Tensions in South Asia took a deadly turn on Wednesday, May 7, 2025, as Indian missile and aerial strikes hit multiple areas in Pakistan’s Punjab province and Pakistan-administered Kashmir, leaving at least 26 civilians dead and 46 others seriously wounded in what Pakistani authorities have described as the worst escalation between the two nuclear neighbours in more than two decades.
The strikes, launched in the early hours of the morning, reportedly targeted no fewer than nine sites across the affected regions. According to Pakistani officials, the dead include women and a three-year-old child, with scores of others injured as residential buildings, mosques, and local infrastructure bore the brunt of the assault. The sudden barrage sparked widespread panic, forcing families to flee their homes in the darkness. In the capital of Pakistan-administered Kashmir, Muzaffarabad, residents recounted harrowing moments of terror as loudspeakers from mosques urged communities to seek cover amid the deafening sound of explosions.
Scenes at hospitals in towns such as Kotli, Bahawalpur, and Muridke were described as chaotic, with overwhelmed medical staff racing against time to treat wounded civilians, some of whom suffered burns, fractures, and shrapnel injuries. Several religious sites also sustained heavy damage, including mosques whose minarets were reduced to rubble and whose roofs collapsed under the impact of the blasts.
India has since defended the offensive, labelling it a precise military operation aimed at eliminating what it called “terrorist infrastructure” allegedly linked to the April 22 attack in Indian-administered Kashmir, which claimed the lives of 26 Indian and foreign tourists. New Delhi insisted that care was taken to avoid civilian areas and claimed the targets were non-military installations harbouring militant elements.
However, Pakistan has strongly refuted India’s narrative, describing the strikes as “an unprovoked act of aggression” and accusing the Indian military of deliberately hitting civilian-populated zones. The Pakistani government has branded the attack a “blatant act of war” and vowed an appropriate and timely response, asserting its right to defend its territorial sovereignty and citizens.

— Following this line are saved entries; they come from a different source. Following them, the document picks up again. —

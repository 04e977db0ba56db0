use std::{io, path::PathBuf};

use anyhow::Context as _;
use clap::{Parser, ValueEnum};
use collab::CollaborationRecord;
use tracing::instrument;

use super::{
    Context,
    terminal::{Colorize, print_heading, print_table},
};

#[derive(Debug, Parser)]
#[command(about = "Show the pair who worked together the longest")]
pub struct Longest {
    /// The assignment file to read.
    file: PathBuf,

    /// Output format (table, json)
    #[arg(long, value_name = "FORMAT", default_value = "table")]
    output: OutputFormat,
}

#[derive(Debug, Clone, Copy, Default, ValueEnum)]
enum OutputFormat {
    #[default]
    Table,
    Json,
}

impl Longest {
    #[instrument(level = "debug", skip(self, context), fields(file = %self.file.display()))]
    pub fn run(self, context: &Context) -> anyhow::Result<()> {
        let report = context.analyze(&self.file)?;

        match self.output {
            OutputFormat::Json => {
                serde_json::to_writer_pretty(io::stdout(), report.longest())
                    .context("failed to render json output")?;
                println!();
            }
            OutputFormat::Table if report.is_empty() => println!("No collaborations found."),
            OutputFormat::Table => print_longest(report.longest()),
        }

        Ok(())
    }
}

/// Prints a pair's summary and its per-project breakdown.
pub fn print_longest(record: &CollaborationRecord) {
    print_heading("Longest collaboration");
    println!(
        "Employee IDs: {}, {}",
        record.employee_a().as_str().info(),
        record.employee_b().as_str().info()
    );
    println!("Total days worked together: {}", record.total_days());
    println!();

    print_table(
        &["Employee ID #1", "Employee ID #2", "Project ID", "Days Worked"],
        &project_rows(record),
    );
}

fn project_rows(record: &CollaborationRecord) -> Vec<Vec<String>> {
    record
        .projects()
        .iter()
        .map(|project| {
            vec![
                record.employee_a().to_string(),
                record.employee_b().to_string(),
                project.project_id().to_string(),
                project.days_worked().to_string(),
            ]
        })
        .collect()
}
//! Employee Collaboration Finder
//!
//! Given a record of which employees worked on which projects and when, finds
//! every pair of employees who were on the same project at the same time, how
//! many days they overlapped on each project, and the pair who overlapped
//! the longest.
//!
//! ```
//! use chrono::NaiveDate;
//! use collab::{DateParser, RawAssignment, find_collaborations};
//!
//! let rows = [
//!     RawAssignment::new("E1", "P1", "2023-01-01", "2023-01-10"),
//!     RawAssignment::new("E2", "P1", "2023-01-05", "2023-01-15"),
//! ];
//! let parser = DateParser::with_today(NaiveDate::from_ymd_opt(2024, 1, 1).unwrap());
//!
//! let report = find_collaborations(&rows, &parser).unwrap();
//! assert_eq!(report.longest().total_days(), 6);
//! ```

pub mod domain;
pub use domain::{
    AggregateError, Clock, CollaborationRecord, CollaborationReport, Config, DateError,
    DateParser, DateRole, EmployeeId, FixedClock, ProjectContribution, ProjectId, RawAssignment,
    SystemClock,
};

/// Reading assignment records from files.
pub mod storage;

/// Computes every collaboration in a batch of assignments and picks the
/// longest.
///
/// This either succeeds on the whole batch or fails without a partial result.
///
/// # Errors
///
/// Returns an error if any row has a missing start date or an unparseable
/// date.
pub fn find_collaborations(
    rows: &[RawAssignment],
    parser: &DateParser,
) -> Result<CollaborationReport, AggregateError> {
    domain::aggregate(rows, parser).map(domain::select)
}
use std::path::{Path, PathBuf};

mod config;
mod longest;
mod report;
mod terminal;
mod validate;

use anyhow::Context as _;
use chrono::NaiveDate;
use clap::ArgAction;
use collab::{CollaborationReport, Config, DateParser, RawAssignment, SystemClock};
use longest::Longest;
use report::Report;
use tracing::{info, instrument};
use validate::Validate;

/// Parse a `YYYY-MM-DD` date given on the command line.
fn parse_date(s: &str) -> Result<NaiveDate, String> {
    NaiveDate::parse_from_str(s, "%Y-%m-%d").map_err(|e| format!("expected YYYY-MM-DD: {e}"))
}

#[derive(Debug, clap::Parser)]
#[command(version, about)]
pub struct Cli {
    /// Verbosity (-v, -vv, -vvv)
    #[arg(short, long, action = ArgAction::Count, global = true)]
    verbose: u8,

    /// The path to the configuration file
    #[arg(long, default_value = "collab.toml", global = true)]
    config: PathBuf,

    /// The date open-ended assignments run until (YYYY-MM-DD)
    ///
    /// Overrides the configured reference date. Defaults to the current date.
    #[arg(long, value_parser = parse_date, global = true)]
    today: Option<NaiveDate>,

    #[command(subcommand)]
    command: Command,
}

impl Cli {
    pub fn run(self) -> anyhow::Result<()> {
        Self::setup_logging(self.verbose);

        self.command.run(&self.config, self.today)
    }

    fn setup_logging(verbosity: u8) {
        use tracing_subscriber::{layer::SubscriberExt, util::SubscriberInitExt};

        let level = match verbosity {
            0 => tracing::Level::WARN,
            1 => tracing::Level::INFO,
            2 => tracing::Level::DEBUG,
            _ => tracing::Level::TRACE,
        };

        let filter = tracing_subscriber::EnvFilter::from_default_env().add_directive(level.into());

        let fmt_layer = tracing_subscriber::fmt::layer()
            .with_writer(std::io::stderr)
            .with_target(false)
            .with_thread_names(false)
            .with_line_number(false);

        tracing_subscriber::registry()
            .with(filter)
            .with(fmt_layer)
            .init();
    }
}

#[derive(Debug, clap::Parser)]
pub enum Command {
    /// Report every pair of employees who worked on a project together
    Report(Report),

    /// Show the pair who worked together the longest
    Longest(Longest),

    /// Check that every date in an assignment file can be read
    Validate(Validate),

    /// Show or modify configuration settings
    Config(config::Command),
}

impl Command {
    fn run(self, config_path: &Path, today: Option<NaiveDate>) -> anyhow::Result<()> {
        match self {
            Self::Report(command) => command.run(&Context::load(config_path, today)?)?,
            Self::Longest(command) => command.run(&Context::load(config_path, today)?)?,
            Self::Validate(command) => command.run(&Context::load(config_path, today)?)?,
            Self::Config(command) => command.run(config_path)?,
        }
        Ok(())
    }
}

/// Settings shared by the commands that read assignment files.
#[derive(Debug)]
pub struct Context {
    config: Config,
    today: Option<NaiveDate>,
}

impl Context {
    fn load(config_path: &Path, today: Option<NaiveDate>) -> anyhow::Result<Self> {
        let config = Config::load_or_default(config_path).map_err(|e| anyhow::anyhow!("{e}"))?;
        Ok(Self { config, today })
    }

    /// A date parser for one computation.
    ///
    /// "Today" comes from the `--today` flag, then the configured reference
    /// date, then the system clock.
    fn date_parser(&self) -> DateParser {
        match self.today.or_else(|| self.config.reference_date()) {
            Some(today) => {
                info!(%today, "using pinned reference date");
                DateParser::with_today(today)
            }
            None => DateParser::new(&SystemClock),
        }
    }

    fn read_assignments(&self, path: &Path) -> anyhow::Result<Vec<RawAssignment>> {
        collab::storage::load_assignments(path, self.config.delimiter_byte())
            .with_context(|| format!("failed to read assignments from {}", path.display()))
    }

    #[instrument(level = "debug", skip(self))]
    fn analyze(&self, path: &Path) -> anyhow::Result<CollaborationReport> {
        let rows = self.read_assignments(path)?;
        let parser = self.date_parser();
        collab::find_collaborations(&rows, &parser)
            .with_context(|| format!("failed to process {}", path.display()))
    }
}
use std::{collections::HashSet, path::PathBuf};

use anyhow::Context as _;
use clap::Parser;
use collab::{AggregateError, DateParser, RawAssignment, domain::parse_assignments};
use serde::Serialize;
use tracing::instrument;

use super::{
    Context,
    terminal::{Colorize, print_heading},
};

#[derive(Debug, Parser)]
#[command(about = "Check that every date in an assignment file can be read")]
pub struct Validate {
    /// The assignment file to read.
    file: PathBuf,

    /// Output format
    #[arg(long, value_name = "FORMAT", default_value = "table")]
    output: OutputFormat,

    /// Suppress all output except errors
    #[arg(long, short)]
    quiet: bool,
}

#[derive(Debug, Clone, Copy, Default, clap::ValueEnum)]
enum OutputFormat {
    #[default]
    Table,
    Json,
}

/// What a readable assignment file contains.
#[derive(Debug, Default, PartialEq, Eq, Serialize)]
struct Summary {
    rows: usize,
    employees: usize,
    projects: usize,
    open_ended: usize,
    inverted: usize,
}

impl Validate {
    #[instrument(level = "debug", skip(self, context), fields(file = %self.file.display()))]
    pub fn run(self, context: &Context) -> anyhow::Result<()> {
        let rows = context.read_assignments(&self.file)?;
        let summary = summarize(&rows, &context.date_parser())
            .with_context(|| format!("failed to process {}", self.file.display()))?;

        if self.quiet {
            return Ok(());
        }

        match self.output {
            OutputFormat::Json => println!("{}", serde_json::to_string_pretty(&summary)?),
            OutputFormat::Table => print_summary(&summary),
        }

        Ok(())
    }
}

/// Parses every date, without comparing anyone, and counts what was found.
fn summarize(rows: &[RawAssignment], parser: &DateParser) -> Result<Summary, AggregateError> {
    let assignments = parse_assignments(rows, parser)?;
    let mut employees = HashSet::new();
    let mut projects = HashSet::new();
    let mut summary = Summary {
        rows: rows.len(),
        open_ended: rows
            .iter()
            .filter(|row| DateParser::is_null(&row.date_to))
            .count(),
        ..Summary::default()
    };

    for assignment in assignments {
        if assignment.interval().is_none() {
            summary.inverted += 1;
        }
        employees.insert(assignment.employee_id);
        projects.insert(assignment.project_id);
    }

    summary.employees = employees.len();
    summary.projects = projects.len();
    Ok(summary)
}

fn print_summary(summary: &Summary) {
    print_heading("Assignment file");
    println!("{:<12} {}", "Rows", summary.rows);
    println!("{:<12} {}", "Employees", summary.employees);
    println!("{:<12} {}", "Projects", summary.projects);
    println!("{:<12} {}", "Open-ended", summary.open_ended);
    println!();

    if summary.inverted == 0 {
        println!("{} ✅", "All dates are valid".success());
    } else {
        println!(
            "Assignments ending before they start: {} ⚠️",
            summary.inverted.to_string().warning()
        );
        println!("{}", "These rows will be ignored.".dim());
    }
}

In the immediate aftermath of the strikes, cross-border shelling was reported along the Line of Control, with both sides engaging in artillery exchanges throughout the morning. Local sources on both sides of the divide have indicated further civilian injuries, though the full extent remains unclear. Pakistan’s military spokesperson announced that its air defence units had intercepted and downed multiple Indian aircraft during the skirmish, though Indian authorities have neither confirmed nor denied the claims.
This fresh bout of violence has reignited global fears of a broader military confrontation between the two long-standing adversaries, both of whom possess nuclear arsenals. International powers including the United States, China, and Russia have since called for maximum restraint, urging both Islamabad and New Delhi to pursue diplomatic channels and avoid further bloodshed.
As tensions simmer and regional security hangs in the balance, the people caught in the crossfire—many of them ordinary civilians—are left counting the cost of yet another tragic chapter in the long and volatile history between India and Pakistan.